Let's flesh out the South Korean economy in a bit more detail by focusing on GDP
The slowdown was noted in the latest policy release from the South Korean Central Bank where they lowered rates 25 basis points:
In Korea, exports have maintained their trend of recovery, albeit at a modest pace, but the Committee appraises economic growth to have remained weak, with indicators related to domestic demand alternating between improvement and worsening. On the employment front, the increase in the number of persons employed has accelerated, centering around the 50-and-above age group. Going forward there is no change to the Committee’s forecast that the domestic economy will show a negative output gap for a considerable time, due mostly to the slow recovery of the global economy, to the influence of Japanese yen weakening, and to the geopolitical risk in Korea.
Like most economies, there is a projection for below trend growth caused in general by a slowing world economic situation. There is also the issue of Korean goods competing against Japanese goods in the world market. With Abenomics lowering the value of the yen, Korean goods are less competitive.

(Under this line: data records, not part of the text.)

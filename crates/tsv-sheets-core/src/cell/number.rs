//! Numeric text rules
//!
//! Every numeric code path on a [`Cell`](super::Cell) goes through these
//! helpers, so they define what "numeric text" means for the whole crate:
//!
//! - leading whitespace is skipped, the rest must be a complete decimal
//!   float literal (`[+-]digits[.digits][e[+-]digits]`), nothing may follow
//! - a value of zero is not numeric, but any text starting with a NUL
//!   character is numeric with value zero
//! - a comma decimal separator is accepted only if swapping every comma for
//!   a period yields numeric text

/// Parse `text` as numeric text, returning its value.
pub(crate) fn parse_numeric(text: &str) -> Option<f64> {
    // NUL-led text is numeric with value zero, whatever follows
    if text.starts_with('\0') {
        return Some(0.0);
    }

    let body = text.trim_start_matches(is_stream_whitespace);
    if !is_float_literal(body) {
        return None;
    }

    let value: f64 = body.parse().ok()?;
    (value != 0.0).then_some(value)
}

/// Check whether `text` is numeric text.
pub(crate) fn is_numeric(text: &str) -> bool {
    parse_numeric(text).is_some()
}

/// Bring `text` into period-decimal form.
///
/// Returns the text itself when it is already numeric, the comma-swapped copy
/// when that copy is numeric, and `None` when neither is.
pub(crate) fn normalize_decimal(text: &str) -> Option<String> {
    if is_numeric(text) {
        return Some(text.to_owned());
    }

    if !text.contains(',') {
        return None;
    }

    let swapped = text.replace(',', ".");
    is_numeric(&swapped).then_some(swapped)
}

/// Read an operand string as a number, accepting comma decimals.
pub(crate) fn parse_operand(text: &str) -> Option<f64> {
    normalize_decimal(text).and_then(|t| parse_numeric(&t))
}

/// Render a float with six fixed decimals, then drop superfluous zeros.
pub(crate) fn format_float(value: f64) -> String {
    let mut text = format!("{:.6}", value);
    strip_trailing_zeros(&mut text);
    text
}

/// Remove trailing zeros after the decimal point and an exposed trailing
/// point. Leaves non-numeric and exponential text alone.
pub(crate) fn strip_trailing_zeros(text: &mut String) {
    if !is_numeric(text) || text.contains(['e', 'E']) || !text.contains('.') {
        return;
    }

    let kept = text.trim_end_matches('0').trim_end_matches('.').len();
    text.truncate(kept);
}

fn is_stream_whitespace(c: char) -> bool {
    matches!(c, ' ' | '\t' | '\n' | '\x0B' | '\x0C' | '\r')
}

fn is_float_literal(s: &str) -> bool {
    let bytes = s.as_bytes();
    let mut i = 0;

    if matches!(bytes.first(), Some(b'+' | b'-')) {
        i += 1;
    }

    let int_start = i;
    while i < bytes.len() && bytes[i].is_ascii_digit() {
        i += 1;
    }
    let mut digits = i - int_start;

    if bytes.get(i) == Some(&b'.') {
        i += 1;
        let frac_start = i;
        while i < bytes.len() && bytes[i].is_ascii_digit() {
            i += 1;
        }
        digits += i - frac_start;
    }

    if digits == 0 {
        return false;
    }

    if matches!(bytes.get(i), Some(b'e' | b'E')) {
        i += 1;
        if matches!(bytes.get(i), Some(b'+' | b'-')) {
            i += 1;
        }
        let exp_start = i;
        while i < bytes.len() && bytes[i].is_ascii_digit() {
            i += 1;
        }
        if i == exp_start {
            return false;
        }
    }

    i == bytes.len()
}
//! Cell-related types
//!
//! This module contains:
//! - [`Cell`] - A single field, stored as text but usable as a number
//! - [`Operand`] - The right-hand side of in-place arithmetic
//! - [`CellEq`] - Values a cell can be compared against

mod number;
mod operand;
mod value;

pub use operand::{CellEq, Operand};
pub use value::Cell;
//! # tsv-sheets
//!
//! A Rust library for reading, editing, and writing tab-separated tables.
//!
//! ## Features
//!
//! - Parse TSV text into an editable [`Document`] of [`Row`]s and [`Cell`]s
//! - Cells that read as numbers support in-place arithmetic
//! - Comma decimal separators (`2,24`) are understood on input and used on
//!   output
//! - Load from and save to files
//!
//! ## Example
//!
//! ```rust
//! use tsv_sheets::prelude::*;
//!
//! let mut doc = Document::new();
//! doc.row_mut(0).assign(["Name", "Age", "Job", "NA"]);
//! doc.push_row(["Frank Freeman", "45", "Nuclear Scientist"]);
//!
//! // Remove a specific value from a row
//! doc.row_mut(0).remove_first("NA");
//!
//! // Look rows up by their first cell
//! doc.row_by_value("Frank Freeman").cell_mut(1).add(1);
//!
//! assert_eq!(
//!     doc.to_tsv_string(),
//!     "Name\tAge\tJob\nFrank Freeman\t46\tNuclear Scientist"
//! );
//!
//! // Save to file
//! // doc.save("people.tsv");
//! ```

pub mod prelude;

// Re-export core types
pub use tsv_sheets_core::{
    // Cell types
    Cell,
    CellEq,
    // Main types
    Document,
    // Error types
    Error,
    Operand,
    Result,
    Row,
};

// Re-export I/O types
pub use tsv_sheets_io::{
    LineTerminator, TsvError, TsvReadOptions, TsvReader, TsvResult, TsvWriteOptions, TsvWriter,
};

use std::path::Path;

/// Extension trait for Document to add file I/O
pub trait DocumentExt {
    /// Replace the document's contents with a TSV file.
    ///
    /// Failures are logged and otherwise ignored; the document is left
    /// unchanged.
    fn open<P: AsRef<Path>>(&mut self, path: P);

    /// Write the document to a TSV file.
    ///
    /// Failures are logged and otherwise ignored.
    fn save<P: AsRef<Path>>(&self, path: P);

    /// Replace the document's contents with a TSV file, reporting failures
    fn try_open<P: AsRef<Path>>(&mut self, path: P) -> TsvResult<()>;

    /// Write the document to a TSV file, reporting failures
    fn try_save<P: AsRef<Path>>(&self, path: P) -> TsvResult<()>;
}

impl DocumentExt for Document {
    fn open<P: AsRef<Path>>(&mut self, path: P) {
        let path = path.as_ref();
        if let Err(e) = self.try_open(path) {
            tracing::warn!(path = %path.display(), error = %e, "failed to open TSV file");
        }
    }

    fn save<P: AsRef<Path>>(&self, path: P) {
        let path = path.as_ref();
        if let Err(e) = self.try_save(path) {
            tracing::warn!(path = %path.display(), error = %e, "failed to save TSV file");
        }
    }

    fn try_open<P: AsRef<Path>>(&mut self, path: P) -> TsvResult<()> {
        *self = TsvReader::read_file(path, &TsvReadOptions::default())?;
        Ok(())
    }

    fn try_save<P: AsRef<Path>>(&self, path: P) -> TsvResult<()> {
        TsvWriter::write_file(self, path, &TsvWriteOptions::default())
    }
}
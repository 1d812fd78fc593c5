//! Document type - the in-memory TSV table

use std::collections::BTreeMap;
use std::convert::Infallible;
use std::fmt;
use std::str::FromStr;

use crate::cell::Cell;
use crate::error::{Error, Result};
use crate::row::Row;

/// A TSV table: rows keyed by row index.
///
/// Like [`Row`], storage is sparse and ordered. Text is parsed with
/// [`load_str`](Self::load_str) and produced with
/// [`to_tsv_string`](Self::to_tsv_string).
///
/// ```rust
/// use tsv_sheets_core::Document;
///
/// let mut doc = Document::new();
/// doc.load_str("Name\tAge\nMario\t25");
/// doc.row_mut(1).cell_mut(1).add(1);
/// assert_eq!(doc.to_tsv_string(), "Name\tAge\nMario\t26");
/// ```
#[derive(Debug, Clone, Default, PartialEq, Eq)]
#[cfg_attr(feature = "serde", derive(serde::Serialize, serde::Deserialize))]
pub struct Document {
    /// Row index → row
    rows: BTreeMap<usize, Row>,
}

impl Document {
    /// Create an empty document
    pub fn new() -> Self {
        Self::default()
    }

    /// Number of rows
    pub fn len(&self) -> usize {
        self.rows.len()
    }

    /// Check if the document has no rows
    pub fn is_empty(&self) -> bool {
        self.rows.is_empty()
    }

    /// Replace the document's contents with parsed TSV text.
    ///
    /// Lines are separated by `\n` and fields by `\t`. A final `\n` does not
    /// start another row. Every line yields a row with at least one cell, so
    /// an empty line becomes a row holding one empty cell.
    ///
    /// Because of the final newline rule, a document whose last row is a
    /// single empty cell loses that row when serialized and loaded again.
    pub fn load_str(&mut self, text: &str) {
        self.rows.clear();

        for line in split_lines(text) {
            self.push_row(line.split('\t').collect::<Row>());
        }

        tracing::trace!(rows = self.rows.len(), "parsed TSV text");
    }

    /// Render the document as TSV text.
    ///
    /// Rows are written in index order from 0 to the highest occupied index,
    /// joined by `\n` with no trailing newline. Missing rows are written as a
    /// single empty field. Numeric cells use a comma decimal separator.
    pub fn to_tsv_string(&self) -> String {
        let mut out = String::new();
        let Some(&last) = self.rows.keys().next_back() else {
            return out;
        };

        for index in 0..=last {
            if index > 0 {
                out.push('\n');
            }
            if let Some(row) = self.rows.get(&index) {
                row.write_fields(&mut out);
            }
        }

        out
    }

    /// Append a row at the index equal to the current number of rows
    pub fn push_row<R: Into<Row>>(&mut self, row: R) {
        let index = self.rows.len();
        self.rows.insert(index, row.into());
    }

    /// Append a row built from `cells`
    pub fn push_cells<I, T>(&mut self, cells: I)
    where
        I: IntoIterator<Item = T>,
        T: Into<Cell>,
    {
        self.push_row(cells.into_iter().collect::<Row>());
    }

    /// Get a row without creating it
    pub fn row(&self, index: usize) -> Option<&Row> {
        self.rows.get(&index)
    }

    /// Get a row, inserting an empty one if the index is unoccupied
    pub fn row_mut(&mut self, index: usize) -> &mut Row {
        self.rows.entry(index).or_default()
    }

    /// Replace (or create) the row at `index`
    pub fn set_row<R: Into<Row>>(&mut self, index: usize, row: R) {
        self.rows.insert(index, row.into());
    }

    /// Get the first row whose first cell holds exactly `value`.
    ///
    /// Falls back to row 0 (created if absent) when no row matches.
    pub fn row_by_value(&mut self, value: &str) -> &mut Row {
        let index = self.find_index(value).unwrap_or(0);
        self.row_mut(index)
    }

    /// Get the first row whose first cell holds exactly `value`, if any
    pub fn find_row(&self, value: &str) -> Option<&Row> {
        self.find_index(value).and_then(|index| self.rows.get(&index))
    }

    /// [`row_by_value`](Self::row_by_value) without the row 0 fallback
    pub fn try_row_by_value(&mut self, value: &str) -> Result<&mut Row> {
        let index = self
            .find_index(value)
            .ok_or_else(|| Error::RowNotFound(value.to_owned()))?;
        Ok(self.row_mut(index))
    }

    /// Remove the first row, in index order, structurally equal to `row`
    pub fn remove_row(&mut self, row: &Row) -> Option<Row> {
        let index = self
            .rows
            .iter()
            .find(|(_, candidate)| *candidate == row)
            .map(|(index, _)| *index)?;
        self.rows.remove(&index)
    }

    /// Remove all rows
    pub fn clear(&mut self) {
        self.rows.clear();
    }

    /// Iterate over occupied rows in index order
    pub fn rows(&self) -> impl Iterator<Item = (usize, &Row)> {
        self.rows.iter().map(|(index, row)| (*index, row))
    }

    fn find_index(&self, value: &str) -> Option<usize> {
        // A row without column 0 reads it as an empty cell
        self.rows
            .iter()
            .find(|(_, row)| row.cell(0).map_or(value.is_empty(), |c| c.equals(value)))
            .map(|(index, _)| *index)
    }
}

/// Split on `\n` the way a line reader does: no rows for empty text and no
/// extra row after a final newline.
fn split_lines(text: &str) -> impl Iterator<Item = &str> {
    let body = text.strip_suffix('\n').unwrap_or(text);
    (!text.is_empty())
        .then(|| body.split('\n'))
        .into_iter()
        .flatten()
}

impl fmt::Display for Document {
    fn fmt(&self, f: &mut fmt::Formatter<'_>) -> fmt::Result {
        f.write_str(&self.to_tsv_string())
    }
}

impl FromStr for Document {
    type Err = Infallible;

    fn from_str(s: &str) -> std::result::Result<Self, Self::Err> {
        let mut doc = Document::new();
        doc.load_str(s);
        Ok(doc)
    }
}

impl<R: Into<Row>> FromIterator<R> for Document {
    fn from_iter<I: IntoIterator<Item = R>>(iter: I) -> Self {
        let mut doc = Document::new();
        for row in iter {
            doc.push_row(row);
        }
        doc
    }
}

In addition to lowering interest rates, the Korean government has unveiled a supplementary budget that provides a measure of stimulus.
There is also this structural issue, which US readers should be able to assocaite with: a high level of household debt:
South Korean consumers are among the world’s most heavily indebted, with a household debt pile equivalent to about 160 per cent of annual incomes. The country’s financial authorities view this as one of South Korea’s main economic weaknesses, and as a major drag on consumer spending.
This factor will be contributing to slowing consumer spending growth for the foreseeable future. And households are not the only sector that is being weighed down by an increased debt burden:
In most places in the world, companies and households have been reducing their debt burden. But in South Korea, leverage still remains too high. The top 30 conglomerates have 1,000tn won ($893bn) in debt according to one recent study. In the second half of last year, four of the top 12 groups were unable to cover their interest payments from operating profit.
Now, let's turn the toe South Korean ETF:
On the weekly chart, we see a consolidation triangle from mid-2011 to mid-2012. Prices broke through resistance in the spring of 2012 and rallied a bit, but have been falling since the beginning of the year. The fall was caused by the China slowdown and the drop in the yen, which competes with South Korea in the export market. Also remember SK's northern neighbor is doing its best to destabilize the region.
On the daily chart, notice that there is little to no direction in the market at all. We see the July-February rally, but also note the trend break in the Spring. The current EMA picture is muddled; all are entangled close to the 200 day EMA with no one giving any meaningful directional signals. Momentum has been mostly weak. The CMF tells us there is some money flowing into the market.
The SK ETF is directionless right now. Traders are most likely waiting for a clearer set of fundamental economic signals before firmly committing to the market.